Proof of convergence for series $\sum_{n=1}^\infty \sin(n^{-\alpha})$, $\alpha > 0$

Question

I am working on a problem which asks to prove whether the series $$\sum_{n=1}^\infty \sin(n^{-\alpha})$$ converges given $\alpha > 0$.

I am guessing that it depends on whether $\alpha > 1$ since $\sin(x)$ behaves like $x$ as $x \to 0$. Toward this end, I can use L'Hopital's rule to show that $$\lim_{n \to \infty} \frac{\sin(n^{-\alpha})}{n^{-\alpha}} = 1$$ which shows that in fact $\sin(n^{-\alpha}) \approx n^{-\alpha}$ for $n$ large.

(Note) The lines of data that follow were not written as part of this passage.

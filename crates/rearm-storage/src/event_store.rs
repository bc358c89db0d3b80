//! Typed access to scheduled events and refresh credentials.

use std::sync::Arc;

use rearm_core::error::RearmError;
use rearm_core::types::{CredentialRole, RefreshCredential, ScheduledEvent, Table};

use crate::records::RecordStore;

/// Typed facade over a [`RecordStore`].
#[derive(Clone)]
pub struct EventStore {
    records: Arc<dyn RecordStore>,
}

impl EventStore {
    pub fn new(records: Arc<dyn RecordStore>) -> Self {
        Self { records }
    }

    /// Latest scheduled event for a user, if any.
    pub async fn get_event(&self, user_id: &str) -> Result<Option<ScheduledEvent>, RearmError> {
        match self.records.get(Table::Events, user_id).await? {
            Some(record) => Ok(Some(serde_json::from_value(record.value)?)),
            None => Ok(None),
        }
    }

    /// Overwrite the user's event. Stamps `updated_at`.
    pub async fn put_event(&self, user_id: &str, event: &ScheduledEvent) -> Result<(), RearmError> {
        let mut event = event.clone();
        event.updated_at = chrono::Utc::now();
        self.records
            .put(Table::Events, user_id, serde_json::to_value(&event)?)
            .await
    }

    /// The user's refresh credential for `role`.
    ///
    /// A pending register code reads as `None`, same as no record at all.
    pub async fn get_credential(
        &self,
        role: CredentialRole,
        user_id: &str,
    ) -> Result<Option<RefreshCredential>, RearmError> {
        match self.records.get(Table::Credentials(role), user_id).await? {
            Some(record) => {
                let credential: RefreshCredential = serde_json::from_value(record.value)?;
                Ok(credential.usable())
            }
            None => Ok(None),
        }
    }

    pub async fn put_credential(
        &self,
        role: CredentialRole,
        user_id: &str,
        credential: &RefreshCredential,
    ) -> Result<(), RearmError> {
        self.records
            .put(
                Table::Credentials(role),
                user_id,
                serde_json::to_value(credential)?,
            )
            .await
    }

    /// Users holding any record in the credential slot for `role`.
    pub async fn credential_user_ids(&self, role: CredentialRole) -> Result<Vec<String>, RearmError> {
        self.records.keys(Table::Credentials(role)).await
    }
}
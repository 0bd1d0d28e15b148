// HTTP surface: submission, status polling and artifact retrieval

pub mod api;
pub mod server;

use std::sync::Arc;

use crate::jobs::registry::JobRegistry;
use crate::jobs::scheduler::JobScheduler;

/// Shared handles injected into every handler.
pub struct AppState {
    pub registry: Arc<JobRegistry>,
    pub scheduler: Arc<JobScheduler>,
}
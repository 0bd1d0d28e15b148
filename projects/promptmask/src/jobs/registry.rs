use std::collections::HashMap;
use std::path::PathBuf;
use std::sync::{Arc, RwLock};

use chrono::Utc;
use thiserror::Error;

use crate::jobs::types::{JobRecord, JobStatus};

#[derive(Debug, Error)]
pub enum RegistryError {
    #[error("Job {0} already exists")]
    DuplicateJob(String),

    #[error("Job {0} not found")]
    NotFound(String),

    #[error("Job {id} is already {status:?} and cannot transition again")]
    InvalidTransition { id: String, status: JobStatus },
}

/// Process-wide map of job id to job record; the single source of truth
/// for status queries.
///
/// Held in memory only: jobs are lost on process restart. The map write
/// lock is taken only when inserting a new job; terminal transitions
/// take the map read lock plus the write lock of the one record they
/// own, so transitions on different jobs never contend and a reader
/// always sees a whole record.
#[derive(Debug, Default)]
pub struct JobRegistry {
    jobs: RwLock<HashMap<String, Arc<RwLock<JobRecord>>>>,
}

impl JobRegistry {
    pub fn new() -> Self {
        Self::default()
    }

    pub fn create(&self, record: JobRecord) -> Result<(), RegistryError> {
        let mut jobs = self.jobs.write().unwrap();
        if jobs.contains_key(&record.id) {
            return Err(RegistryError::DuplicateJob(record.id));
        }
        jobs.insert(record.id.clone(), Arc::new(RwLock::new(record)));
        Ok(())
    }

    /// Returns a snapshot of the record, or `None` for an unknown id.
    pub fn get(&self, id: &str) -> Option<JobRecord> {
        let entry = self.jobs.read().unwrap().get(id).cloned()?;
        let record = entry.read().unwrap().clone();
        Some(record)
    }

    pub fn mark_completed(&self, id: &str, artifact_path: PathBuf) -> Result<(), RegistryError> {
        self.transition(id, |record| {
            record.status = JobStatus::Completed;
            record.artifact_path = Some(artifact_path);
        })
    }

    pub fn mark_failed(&self, id: &str, detail: String) -> Result<(), RegistryError> {
        self.transition(id, |record| {
            record.status = JobStatus::Failed;
            record.error_detail = Some(detail);
        })
    }

    fn transition<F>(&self, id: &str, apply: F) -> Result<(), RegistryError>
    where
        F: FnOnce(&mut JobRecord),
    {
        let entry = self
            .jobs
            .read()
            .unwrap()
            .get(id)
            .cloned()
            .ok_or_else(|| RegistryError::NotFound(id.to_string()))?;

        let mut record = entry.write().unwrap();
        if record.status != JobStatus::Processing {
            return Err(RegistryError::InvalidTransition {
                id: id.to_string(),
                status: record.status,
            });
        }
        apply(&mut record);
        record.completed_at = Some(Utc::now());
        Ok(())
    }
}

#[cfg(test)]
mod tests {
    use super::*;
    use std::thread;

    fn record(id: &str) -> JobRecord {
        JobRecord::new(
            id.to_string(),
            "clip.mp4".to_string(),
            "a person".to_string(),
            PathBuf::from("/tmp").join(id),
        )
    }

    #[test]
    fn test_create_and_get() {
        let registry = JobRegistry::new();
        registry.create(record("job-1")).unwrap();

        let found = registry.get("job-1").unwrap();
        assert_eq!(found.id, "job-1");
        assert_eq!(found.status, JobStatus::Processing);
        assert!(registry.get("missing").is_none());
    }

    #[test]
    fn test_duplicate_job_rejected() {
        let registry = JobRegistry::new();
        registry.create(record("job-1")).unwrap();

        let err = registry.create(record("job-1")).unwrap_err();
        assert!(matches!(err, RegistryError::DuplicateJob(_)));
    }

    #[test]
    fn test_mark_completed_sets_terminal_fields() {
        let registry = JobRegistry::new();
        registry.create(record("job-1")).unwrap();

        registry
            .mark_completed("job-1", PathBuf::from("/results/job-1.mp4"))
            .unwrap();

        let found = registry.get("job-1").unwrap();
        assert_eq!(found.status, JobStatus::Completed);
        assert_eq!(found.artifact_path, Some(PathBuf::from("/results/job-1.mp4")));
        assert!(found.error_detail.is_none());
        assert!(found.completed_at.is_some());
    }

    #[test]
    fn test_mark_failed_sets_terminal_fields() {
        let registry = JobRegistry::new();
        registry.create(record("job-1")).unwrap();

        registry
            .mark_failed("job-1", "extraction produced no frames".to_string())
            .unwrap();

        let found = registry.get("job-1").unwrap();
        assert_eq!(found.status, JobStatus::Failed);
        assert_eq!(
            found.error_detail.as_deref(),
            Some("extraction produced no frames")
        );
        assert!(found.artifact_path.is_none());
        assert!(found.completed_at.is_some());
    }

    #[test]
    fn test_terminal_state_is_final() {
        let registry = JobRegistry::new();
        registry.create(record("job-1")).unwrap();
        registry
            .mark_completed("job-1", PathBuf::from("/results/job-1.mp4"))
            .unwrap();

        let err = registry
            .mark_failed("job-1", "too late".to_string())
            .unwrap_err();
        assert!(matches!(
            err,
            RegistryError::InvalidTransition {
                status: JobStatus::Completed,
                ..
            }
        ));

        // The record is untouched by the rejected transition
        let found = registry.get("job-1").unwrap();
        assert_eq!(found.status, JobStatus::Completed);
        assert!(found.error_detail.is_none());
    }

    #[test]
    fn test_transition_on_unknown_job() {
        let registry = JobRegistry::new();
        let err = registry
            .mark_failed("missing", "whatever".to_string())
            .unwrap_err();
        assert!(matches!(err, RegistryError::NotFound(_)));
    }

    #[test]
    fn test_concurrent_readers_and_writers() {
        let registry = Arc::new(JobRegistry::new());
        for i in 0..8 {
            registry.create(record(&format!("job-{i}"))).unwrap();
        }

        let mut handles = Vec::new();
        for i in 0..8 {
            let registry = registry.clone();
            handles.push(thread::spawn(move || {
                let id = format!("job-{i}");
                registry
                    .mark_completed(&id, PathBuf::from(format!("/results/{id}.mp4")))
                    .unwrap();
            }));
        }
        for _ in 0..4 {
            let registry = registry.clone();
            handles.push(thread::spawn(move || {
                for i in 0..8 {
                    // A snapshot is either still processing or fully terminal,
                    // never half-updated.
                    if let Some(found) = registry.get(&format!("job-{i}")) {
                        match found.status {
                            JobStatus::Processing => {
                                assert!(found.artifact_path.is_none());
                                assert!(found.completed_at.is_none());
                            }
                            JobStatus::Completed => {
                                assert!(found.artifact_path.is_some());
                                assert!(found.completed_at.is_some());
                            }
                            JobStatus::Failed => unreachable!(),
                        }
                    }
                }
            }));
        }

        for handle in handles {
            handle.join().unwrap();
        }

        for i in 0..8 {
            let found = registry.get(&format!("job-{i}")).unwrap();
            assert_eq!(found.status, JobStatus::Completed);
        }
    }
}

My question is whether this is sufficient to prove the conjecture that it converges for $\alpha > 1$ (and doesn't converge otherwise), since the rate of convergence of $\sin(n^{-\alpha})$ to $n^{-\alpha}$ might also matter.

Thanks

Answer 1

Note the for $0\le x\le \pi/2$, the sine function satisfies the inequlities

$$\frac{2x}{\pi}\le \sin(x)\le x \tag1$$

Substituting $x=n^{-\alpha}$ into $(1)$ gives

$$\frac{2}{\pi n^\alpha}\le \sin(1/n^\alpha)\le \frac{1}{n^\alpha}$$

for $\alpha >0$.

Hence, from the comparison test, the series converges for $\alpha >1$ and diverges for $0<\alpha \le 1$.